Jun 03, 2007 20:01
Last night I dreamt that Jan was out and I woke up to a group of extremely annoying, icky bearded men all in my bed, snuggling -- and some of them trying to cop a feel. They wore too much leather for nighttime and I could hear some clanking.
When I expressed outrage, they asked me if I wasn't poly and why I was so uptight and I explained in no uncertain terms that I was NOT poly and that even if I was poly I would not choose to be poly with weird, unattractive men who broke into women's houses in the dead of night.
I then struggled furiously out of bed to discover that I was a victim of a home invasion consisting solely of Renfest goers.

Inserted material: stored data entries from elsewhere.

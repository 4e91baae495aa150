//! HTML content handling for blog posts.
//!
//! Locates the article container on a post page, serializes it without page
//! chrome, and cleans the resulting fragment for print (see [`sanitize_body`]).

mod sanitize;
mod serialize;
mod text;

use std::collections::HashSet;
use std::sync::LazyLock;

use regex::Regex;
use scraper::{ElementRef, Html, Selector};

use serialize::WriteOptions;

pub use sanitize::sanitize_body;
pub use text::normalize_text;

/// Page chrome dropped from every extracted body.
static CHROME: LazyLock<Selector> = LazyLock::new(|| {
    Selector::parse("nav, header, footer, aside, script, style, noscript")
        .expect("valid selector")
});

/// Content containers tried in priority order after a site hint.
static CONTAINERS: LazyLock<Vec<Selector>> = LazyLock::new(|| {
    [
        "article",
        "main",
        "[role=\"main\"]",
        "div.post-content",
        "div.article-content",
        "div.entry-content",
    ]
    .iter()
    .map(|s| Selector::parse(s).expect("valid selector"))
    .collect()
});

static DIV: LazyLock<Selector> = LazyLock::new(|| Selector::parse("div").expect("valid selector"));

static BODY: LazyLock<Selector> =
    LazyLock::new(|| Selector::parse("body").expect("valid selector"));

static GENERIC_CONTAINER_RE: LazyLock<Regex> =
    LazyLock::new(|| Regex::new(r"(?i)content|post|article").expect("valid regex"));

/// Find the element holding the article body.
///
/// `preferred` (a site's `content_selector`) wins when it matches. Otherwise
/// semantic containers, then `div`s whose class or id looks like content,
/// then `<body>`.
pub fn select_container<'a>(doc: &'a Html, preferred: Option<&Selector>) -> Option<ElementRef<'a>> {
    if let Some(el) = preferred.and_then(|sel| doc.select(sel).next()) {
        return Some(el);
    }

    if let Some(el) = CONTAINERS.iter().find_map(|sel| doc.select(sel).next()) {
        return Some(el);
    }

    for attr in ["class", "id"] {
        let found = doc.select(&DIV).find(|d| {
            d.value()
                .attr(attr)
                .is_some_and(|v| GENERIC_CONTAINER_RE.is_match(v))
        });
        if found.is_some() {
            return found;
        }
    }

    doc.select(&BODY).next()
}

/// Serialize a content container with page chrome removed.
///
/// Elements for which `strip` returns true are removed along with their
/// subtree; site parsers use this for author blocks and related-post grids.
/// `<body>` is unwrapped; any other container keeps its own tag.
pub fn extract_body(container: ElementRef<'_>, strip: impl Fn(ElementRef<'_>) -> bool) -> String {
    let mut skip: HashSet<_> = container.select(&CHROME).map(|el| el.id()).collect();
    skip.extend(
        container
            .descendants()
            .skip(1)
            .filter_map(ElementRef::wrap)
            .filter(|el| strip(*el))
            .map(|el| el.id()),
    );

    let opts = WriteOptions {
        skip,
        ..WriteOptions::default()
    };
    if container.value().name() == "body" {
        serialize::inner_html(container, &opts)
    } else {
        serialize::outer_html(container, &opts)
    }
}

/// Text content of an element with whitespace runs collapsed to one space.
pub fn collapse_text(el: ElementRef<'_>) -> String {
    let mut out = String::new();
    for piece in el.text() {
        for word in piece.split_whitespace() {
            if !out.is_empty() {
                out.push(' ');
            }
            out.push_str(word);
        }
    }
    out
}

#[cfg(test)]
mod tests {
    use super::*;

    #[test]
    fn hint_selector_wins() {
        let doc = Html::parse_document(
            r#"<body><article><p>teaser</p></article><div class="prose"><p>body</p></div></body>"#,
        );
        let hint = Selector::parse(".prose").unwrap();
        let el = select_container(&doc, Some(&hint)).unwrap();
        assert_eq!(el.value().attr("class"), Some("prose"));
    }

    #[test]
    fn article_before_main() {
        let doc = Html::parse_document(
            "<body><main><article><p>post</p></article><p>more</p></main></body>",
        );
        let el = select_container(&doc, None).unwrap();
        assert_eq!(el.value().name(), "article");
    }

    #[test]
    fn content_div_then_body() {
        let doc = Html::parse_document(
            r#"<body><div id="wrapper"><div class="the-post-body"><p>x</p></div></div></body>"#,
        );
        let el = select_container(&doc, None).unwrap();
        assert_eq!(el.value().attr("class"), Some("the-post-body"));

        let doc = Html::parse_document("<body><p>bare</p></body>");
        let el = select_container(&doc, None).unwrap();
        assert_eq!(el.value().name(), "body");
    }

    #[test]
    fn extract_body_drops_chrome_and_stripped() {
        let doc = Html::parse_document(
            r#"<body><article>
                <header>site header</header>
                <p>keep me</p>
                <div class="author">by someone</div>
                <script>track()</script>
                <footer>footer</footer>
            </article></body>"#,
        );
        let el = select_container(&doc, None).unwrap();
        let html = extract_body(el, |e| e.value().attr("class") == Some("author"));

        assert!(html.starts_with("<article>"));
        assert!(html.contains("keep me"));
        assert!(!html.contains("site header"));
        assert!(!html.contains("by someone"));
        assert!(!html.contains("track()"));
        assert!(!html.contains("footer"));
    }

    #[test]
    fn body_container_is_unwrapped() {
        let doc = Html::parse_document("<body><nav>menu</nav><p>text</p></body>");
        let body = doc.select(&BODY).next().unwrap();
        assert_eq!(extract_body(body, |_| false), "<p>text</p>");
    }

    #[test]
    fn collapse_text_joins_words() {
        let doc = Html::parse_fragment("<div>  Hello\n  <b>big</b>\tworld </div>");
        let el = doc.select(&DIV).next().unwrap();
        assert_eq!(collapse_text(el), "Hello big world");
    }
}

They were everywhere: playing tambourines, belly dancing, wearing their fringed boots and leather forearm guards, drinking mead. Carousing, performing period-correct English country dances.
I looked in the back yard, and they were ripping up strips of sod and setting up bleachers for jousting.
I screamed at them all to get out of my house and everyone ignored me.
I called 911.
The woman was skeptical. "You're the victim of a home invasion but they're letting you use the phone?" she asked me. Then she mocked me and hung up.
I called back and spoke with a similarly skeptical second operator. Before she could hang up, I bellowed at the top of my lungs, in full earnestness without a hint of irony or humor: "YES I AM THE VICTIM OF A HOME INVASION! It's just the dorkiest home invasion KNOWN TO MAN!"
Followup dream I had today:
I was having one of those horrible afternoon naps in which you are in a practically drugged stupor. In my dream, a knock came at the door. It was one of the home invaders, insisting to my bewildered and socially clueless husband that they were friends and I'd invited them to our house for dinner. They dragged me out of bed. This time they actually listened when I told them they were _not_ staying for dinner and to get out.
"Fine," said one sulkily. She wore purple diaphanous skirts and a belt made of coins. "Then let us get a few things we left here last night."
They collected up their leather, silks, recorders, and jester hats and swept out the door in high dudgeon.